### EXCERPTED DATA
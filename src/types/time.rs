//! PTP timestamps and SMPTE style timecodes.

use std::fmt;

use serde_json::Value;

use crate::{field, Diagnostics};

use super::Rational;

/// PTP timestamp.
#[derive(Default, Debug, Clone, Copy, PartialEq, Eq, Hash, PartialOrd, Ord)]
pub struct Timestamp {
    pub seconds: u64,
    pub nanoseconds: u32,
    pub attoseconds: u32,
}

impl Timestamp {
    /// Parse a timestamp, `attoseconds` defaults to zero when absent.
    pub fn parse(value: &Value, path: &str, diags: &mut Diagnostics) -> Option<Self> {
        let object = field::as_object(value, path, diags)?;
        if !field::require(object, path, &["seconds", "nanoseconds"], diags) {
            return None;
        }

        let seconds = field::get::<u64>(object, &format!("{path}/seconds"), diags);
        let nanoseconds = field::get::<u32>(object, &format!("{path}/nanoseconds"), diags);
        let attoseconds = field::get::<u32>(object, &format!("{path}/attoseconds"), diags);

        Some(Self {
            seconds: seconds?,
            nanoseconds: nanoseconds?,
            attoseconds: attoseconds.unwrap_or_default(),
        })
    }
}

/// Frame rate and counting mode of a [Timecode].
#[derive(Default, Debug, Clone, Copy, PartialEq, Eq, Hash)]
pub struct TimecodeFormat {
    pub frame_rate: Rational,
    pub drop_frame: bool,
    pub odd_field: Option<bool>,
}

impl TimecodeFormat {
    pub fn parse(value: &Value, path: &str, diags: &mut Diagnostics) -> Option<Self> {
        let object = field::as_object(value, path, diags)?;
        if !field::require(object, path, &["frameRate", "dropFrame"], diags) {
            return None;
        }

        let frame_rate = field::get_with(object, &format!("{path}/frameRate"), diags, Rational::parse);
        let drop_frame = field::get::<bool>(object, &format!("{path}/dropFrame"), diags);
        let odd_field = field::get::<bool>(object, &format!("{path}/oddField"), diags);

        Some(Self {
            frame_rate: frame_rate?,
            drop_frame: drop_frame?,
            odd_field,
        })
    }
}

#[derive(Default, Debug, Clone, Copy, PartialEq, Eq, Hash)]
pub struct Timecode {
    pub hours: u8,
    pub minutes: u8,
    pub seconds: u8,
    pub frames: u8,
    pub format: TimecodeFormat,
}

impl Timecode {
    pub fn parse(value: &Value, path: &str, diags: &mut Diagnostics) -> Option<Self> {
        let object = field::as_object(value, path, diags)?;
        if !field::require(object, path, &["hours", "minutes", "seconds", "frames", "format"], diags) {
            return None;
        }

        let hours = field::get::<u8>(object, &format!("{path}/hours"), diags);
        let minutes = field::get::<u8>(object, &format!("{path}/minutes"), diags);
        let seconds = field::get::<u8>(object, &format!("{path}/seconds"), diags);
        let frames = field::get::<u8>(object, &format!("{path}/frames"), diags);
        let format = field::get_with(object, &format!("{path}/format"), diags, TimecodeFormat::parse);

        Some(Self {
            hours: hours?,
            minutes: minutes?,
            seconds: seconds?,
            frames: frames?,
            format: format?,
        })
    }
}

impl fmt::Display for Timecode {
    fn fmt(&self, f: &mut fmt::Formatter<'_>) -> fmt::Result {
        let sep = if self.format.drop_frame { ';' } else { ':' };
        write!(
            f,
            "{:02}:{:02}:{:02}{}{:02}",
            self.hours, self.minutes, self.seconds, sep, self.frames
        )
    }
}
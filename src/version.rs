//! Protocol version helper.

use std::{fmt, str::FromStr};

use anyhow::{bail, ensure, Context, Result};

use crate::field::SEMVER;

/// Helper structure to compare protocol versions.
#[derive(Default, Debug, Copy, Clone, Eq, PartialEq, Ord, PartialOrd, Hash)]
pub struct Version {
    pub major: u32,
    pub minor: u32,
    pub patch: u32,
}

impl fmt::Display for Version {
    fn fmt(&self, f: &mut fmt::Formatter<'_>) -> fmt::Result {
        write!(f, "{}.{}.{}", self.major, self.minor, self.patch)
    }
}

/// Make version helper.
pub const fn version(major: u32, minor: u32, patch: u32) -> Version {
    Version { major, minor, patch }
}

impl FromStr for Version {
    type Err = anyhow::Error;

    fn from_str(s: &str) -> Result<Self> {
        ensure!(SEMVER.is_match(s), "Version must be MAJOR.MINOR.PATCH, got: {:?}", s);

        let parts = s
            .split('.')
            .map(|part| {
                part.parse::<u32>()
                    .with_context(|| format!("Version component out of range: {}", part))
            })
            .collect::<Result<Vec<_>>>()?;

        let &[major, minor, patch] = parts.as_slice() else {
            bail!("Version must have three components, got: {:?}", s)
        };

        Ok(version(major, minor, patch))
    }
}

#[cfg(test)]
mod tests {
    use super::*;

    #[test]
    fn test_version_cmp() {
        assert!(version(0, 9, 0) != version(0, 9, 1));
        assert!(version(1, 0, 0) == version(1, 0, 0));
        assert!(version(0, 9, 0) < version(0, 10, 0));
        assert!(version(1, 0, 0) > version(0, 99, 99));
    }

    #[test]
    fn test_from_str() {
        assert_eq!("1.0.1".parse::<Version>().unwrap(), version(1, 0, 1));
        assert_eq!(version(10, 2, 33).to_string(), "10.2.33");
    }

    #[test]
    fn test_invalid() {
        assert!("1.0".parse::<Version>().is_err());
        assert!("1.0.0-beta".parse::<Version>().is_err());
        assert!("99999999999.0.0".parse::<Version>().is_err());
    }
}
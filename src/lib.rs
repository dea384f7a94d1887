//! `opentrackio` is a tolerant decoder and validator for OpenTrackIO samples.
//!
//! A sample is decoded from a generic JSON document into one optional record
//! per property group. Malformed fields never abort decoding, they are
//! collected as [Diagnostic]s next to the partially populated result.
//!
//! ```
//! let sample = opentrackio::Sample::from_json(r#"{ "protocol": { "name": "OpenTrackIO", "version": "1.0.0" } }"#)?;
//! assert!(sample.is_clean());
//! # Ok::<(), anyhow::Error>(())
//! ```

mod diagnostics;
mod sample;
mod schema;
mod version;

pub mod field;
pub mod properties;
pub mod types;

pub use diagnostics::{Diagnostic, Diagnostics, Problem};
pub use properties::*;
pub use sample::Sample;
pub use schema::{PropertyGroup, STATIC};
pub use version::{version, Version};
//! Whole sample decoding.

use std::{fs, io::Read, path::Path};

use anyhow::{Context, Result};
use serde_json::Value;
use tracing::debug;

use crate::{
    properties::{
        Camera, Duration, GlobalStage, Lens, Protocol, RelatedSampleIds, SampleId, StreamId, Timing, Tracker,
        Transforms,
    },
    Diagnostics,
};

/// One decoded OpenTrackIO sample.
///
/// Every entity is optional. Absent groups are left unset silently, malformed
/// ones are left unset and reported in [Sample::diagnostics].
#[derive(Default, Debug, Clone)]
pub struct Sample {
    pub camera: Option<Camera>,
    pub duration: Option<Duration>,
    pub global_stage: Option<GlobalStage>,
    pub lens: Option<Lens>,
    pub protocol: Option<Protocol>,
    pub related_sample_ids: Option<RelatedSampleIds>,
    pub sample_id: Option<SampleId>,
    pub stream_id: Option<StreamId>,
    pub timing: Option<Timing>,
    pub tracker: Option<Tracker>,
    pub transforms: Option<Transforms>,

    diagnostics: Diagnostics,
}

impl Sample {
    /// Decode every property group of `doc`.
    ///
    /// Never fails, problems end up in [Sample::diagnostics].
    pub fn from_value(doc: &Value) -> Self {
        let mut diags = Diagnostics::new();

        let sample = Sample {
            camera: Camera::parse(doc, &mut diags),
            duration: Duration::parse(doc, &mut diags),
            global_stage: GlobalStage::parse(doc, &mut diags),
            lens: Lens::parse(doc, &mut diags),
            protocol: Protocol::parse(doc, &mut diags),
            related_sample_ids: RelatedSampleIds::parse(doc, &mut diags),
            sample_id: SampleId::parse(doc, &mut diags),
            stream_id: StreamId::parse(doc, &mut diags),
            timing: Timing::parse(doc, &mut diags),
            tracker: Tracker::parse(doc, &mut diags),
            transforms: Transforms::parse(doc, &mut diags),
            diagnostics: diags,
        };

        debug!(
            protocol = ?sample.protocol.as_ref().map(|protocol| protocol.version.as_str()),
            diagnostics = sample.diagnostics.len(),
            "Decoded sample"
        );

        sample
    }

    /// Parse JSON text and decode it. Only malformed JSON is an error.
    pub fn from_json(text: &str) -> Result<Self> {
        let doc: Value = serde_json::from_str(text).context("Unable to parse sample JSON")?;
        Ok(Self::from_value(&doc))
    }

    pub fn from_reader(reader: impl Read) -> Result<Self> {
        let doc: Value = serde_json::from_reader(reader).context("Unable to parse sample JSON")?;
        Ok(Self::from_value(&doc))
    }

    /// Read and decode a JSON sample file.
    pub fn open(path: impl AsRef<Path>) -> Result<Self> {
        let path = path.as_ref();
        let text = fs::read_to_string(path).with_context(|| format!("Unable to read file: {}", path.display()))?;

        Self::from_json(&text)
    }

    /// Problems collected while decoding, in document group order.
    pub fn diagnostics(&self) -> &Diagnostics {
        &self.diagnostics
    }

    /// True if decoding produced no diagnostics.
    pub fn is_clean(&self) -> bool {
        self.diagnostics.is_empty()
    }
}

### EXERCISE INSTRUCTIONS
Above are some records. Report the number of their lines that include "FromStr", and add nothing else.

### YOUR RESPONSE
2